By Craig Moran
The dust clings to curtains, cars, and children’s feet in villages near the mines. As Malaysia’s barely restrained bauxite mining industry presses on at a record pace — largely to satisfy the hungry Chinese market and its intensive production of aluminum — the clouds of red dust that are the byproduct of unregulated bauxite mining and lax transportation standards loom through desperate communities. But Malaysian officials have consistently dragged their feet in regulating this lucrative industry, and Malaysians are growing increasingly tired of waiting for them to enforce measures to protect their health, quality of life, and environmental future.
So many mines started operating in such a short time window, following neighboring Indonesia’s ban on the exports of raw materials, that officials have in fact revoked nearly three dozen mining permits in the hopes of wrestling some control over bauxite mine operators. But their efforts fall woefully short as citizens continue to struggle with respiratory issues, skin inflammation, and other complications from the contamination of air quality and water supplies due to the negligent waste management procedures of illegal miners. What’s both tragic and ironic about Malaysia’s bauxite industry is that safe, well-regulated bauxite mining is vital for the production of aluminum, generally prized as one of the most sustainable non-ferrous metals.

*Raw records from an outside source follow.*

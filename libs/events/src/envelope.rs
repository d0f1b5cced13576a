//! Event envelope - the common wrapper for all lifecycle notifications.

use chrono::{DateTime, Utc};
use plexus_id::{ApplicationId, EventId, Phase, SystemId};
use serde::{Deserialize, Serialize};

use crate::{EventError, LifecycleEvent};

/// The event envelope - common metadata for all notifications.
#[derive(Debug, Clone, Serialize, Deserialize)]
pub struct EventEnvelope {
    /// Monotonic per emitting host.
    pub event_id: EventId,

    /// When the transition happened.
    pub occurred_at: DateTime<Utc>,

    /// Host whose assembler emitted the event.
    pub system_id: SystemId,

    /// Application under negotiation.
    pub application_id: ApplicationId,

    /// Phase the application was in when the event fired.
    pub phase: Phase,

    /// The notification itself, tagged with its dotted event type.
    #[serde(flatten)]
    pub event: LifecycleEvent,
}

impl EventEnvelope {
    /// Creates a new event envelope builder.
    pub fn builder() -> EventEnvelopeBuilder {
        EventEnvelopeBuilder::new()
    }

    pub fn event_type(&self) -> &'static str {
        self.event.event_type()
    }
}

/// Builder for constructing event envelopes.
#[derive(Debug, Default)]
pub struct EventEnvelopeBuilder {
    event_id: Option<EventId>,
    occurred_at: Option<DateTime<Utc>>,
    system_id: Option<SystemId>,
    application_id: Option<ApplicationId>,
    phase: Phase,
    event: Option<LifecycleEvent>,
}

impl EventEnvelopeBuilder {
    pub fn new() -> Self {
        Self::default()
    }

    pub fn event_id(mut self, id: EventId) -> Self {
        self.event_id = Some(id);
        self
    }

    pub fn occurred_at(mut self, ts: DateTime<Utc>) -> Self {
        self.occurred_at = Some(ts);
        self
    }

    pub fn system_id(mut self, system_id: SystemId) -> Self {
        self.system_id = Some(system_id);
        self
    }

    pub fn application_id(mut self, application_id: ApplicationId) -> Self {
        self.application_id = Some(application_id);
        self
    }

    pub fn phase(mut self, phase: Phase) -> Self {
        self.phase = phase;
        self
    }

    pub fn event(mut self, event: LifecycleEvent) -> Self {
        self.event = Some(event);
        self
    }

    /// Builds the event envelope.
    pub fn build(self) -> Result<EventEnvelope, EventError> {
        Ok(EventEnvelope {
            event_id: self.event_id.ok_or(EventError::MissingField("event_id"))?,
            occurred_at: self.occurred_at.unwrap_or_else(Utc::now),
            system_id: self.system_id.ok_or(EventError::MissingField("system_id"))?,
            application_id: self
                .application_id
                .ok_or(EventError::MissingField("application_id"))?,
            phase: self.phase,
            event: self.event.ok_or(EventError::MissingField("event"))?,
        })
    }
}

#[cfg(test)]
mod tests {
    use super::*;
    use crate::DeviceAddedPayload;

    #[test]
    fn test_event_envelope_builder() {
        let system = SystemId::new();
        let envelope = EventEnvelope::builder()
            .event_id(EventId::new(1))
            .system_id(system)
            .application_id(ApplicationId::new())
            .phase(Phase::new(3))
            .event(LifecycleEvent::DeviceAdded(DeviceAddedPayload { system }))
            .build()
            .unwrap();

        assert_eq!(envelope.event_type(), "device.added");
        assert_eq!(envelope.phase, Phase::new(3));

        let json = serde_json::to_value(&envelope).unwrap();
        assert_eq!(json["event_type"], "device.added");
        assert_eq!(json["phase"], 3);
    }

    #[test]
    fn test_event_envelope_builder_missing_field() {
        let result = EventEnvelope::builder()
            .event_id(EventId::new(1))
            .system_id(SystemId::new())
            .build();
        assert!(matches!(
            result,
            Err(EventError::MissingField("application_id"))
        ));
    }
}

In effect, global markets have been seeking more bauxite because the final product, aluminum, is considered more environmentally friendly and energy efficient than steel. Vehicles made from lightweight aluminum use far less energy (up to 32 percent less, according to one study) and have the potential to dramatically impact carbon emissions as the world seeks solutions to climate change that depend on reduced greenhouse gases. Additionally, aluminum is one of the most recyclable materials, as 95 percent of the energy used to make it stays in the end product and it can be reused over and over again.
But the dissonance between the sustainability values that aluminum represents and the scarring of the Malaysian landscape — and poisoning of its people — isn’t lost on the villages that the bauxite transport trucks rumble through day and night. In the port town of Kuantan, the stream of toxins in the rivers and sea include mercury, arsenic, and radioactive uranium that affect fish destined for consumption as well as people.
Advocates seek health, environmental protections
Across the Pahang province, where much of Malaysia’s unfettered bauxite mining is concentrated, the citizens have taken to social media in the hopes of being heard. They’ve posted before-and-after photos of the landscape that have stunned those who know the natural beauty and biodiversity of Malaysia, and find the damage almost inconceivable. They’ve displayed their cars and their curtains, coated in thick layers of red — and they’ve demanded that the government take action before it becomes too late.
Whether Malaysian officials can be trusted to act in the interests of their citizens remains in doubt. Alarmed Kuantan residents were told by Department of Environment officials that water quality tests near the mines found samples were safe and free of hazardous materials. Independent testing found the opposite: heavy metals were present, as were the early stages of radioactive contamination — but rivers of rusty, orange-red water continue to flow and the damage caused by illegal bauxite miners grows.
So does the alarm of environmentalists and public health officials advocating on behalf of people before profits. Among them is Dr. Maketab Mohamed, former president of the Malaysian Nature Society, who demands that those who are blindly disregarding environmental regulations be held accountable for corporate practices that place Malaysian citizens at risk and hold the nation captive to their interests.
When the boom goes bust
Yet the hard truth is that bauxite mining has been a real boon to the Malaysian economy. The short-term potential is far beyond what some industry analysts initially estimated, and there’s no meaningful compromise on the horizon because Malaysia’s regulatory reach is overwhelmed by the mining boom.
This year, bauxite mining has delivered USD $176 million to its operators, even as Malaysian officials struggle to collect the royalties due the government for permitting big-business bauxite mining. The business may be bigger than anyone really knows, because current production and export figures are easily more than double the initial projections that Malaysian bauxite exports would reach 10 million tons in 2015. Asian Metal discovered that just three companies were on track to export 12 million tons in 2015, and a fourth estimate — from the CEO of Top International Holding — put the firm’s production at 18 million tons.
“The implication is frightening,” concludes environmental news portal Clean Malaysia. “Who really knows how much bauxite is being produced and how much pollution and environmental damage is taking place as a result of such aggressive mining?” If long-term damage from poorly regulated bauxite mining in Vietnam is any indication — or even new projections that Malaysian bauxite reserves will be used up in just five years, in an eerie echo of its toxic history with tin — the Malaysian government needs to protect its people and environment starting today.
Craig Moran is a contributor to Fair Observer and an independent analyst.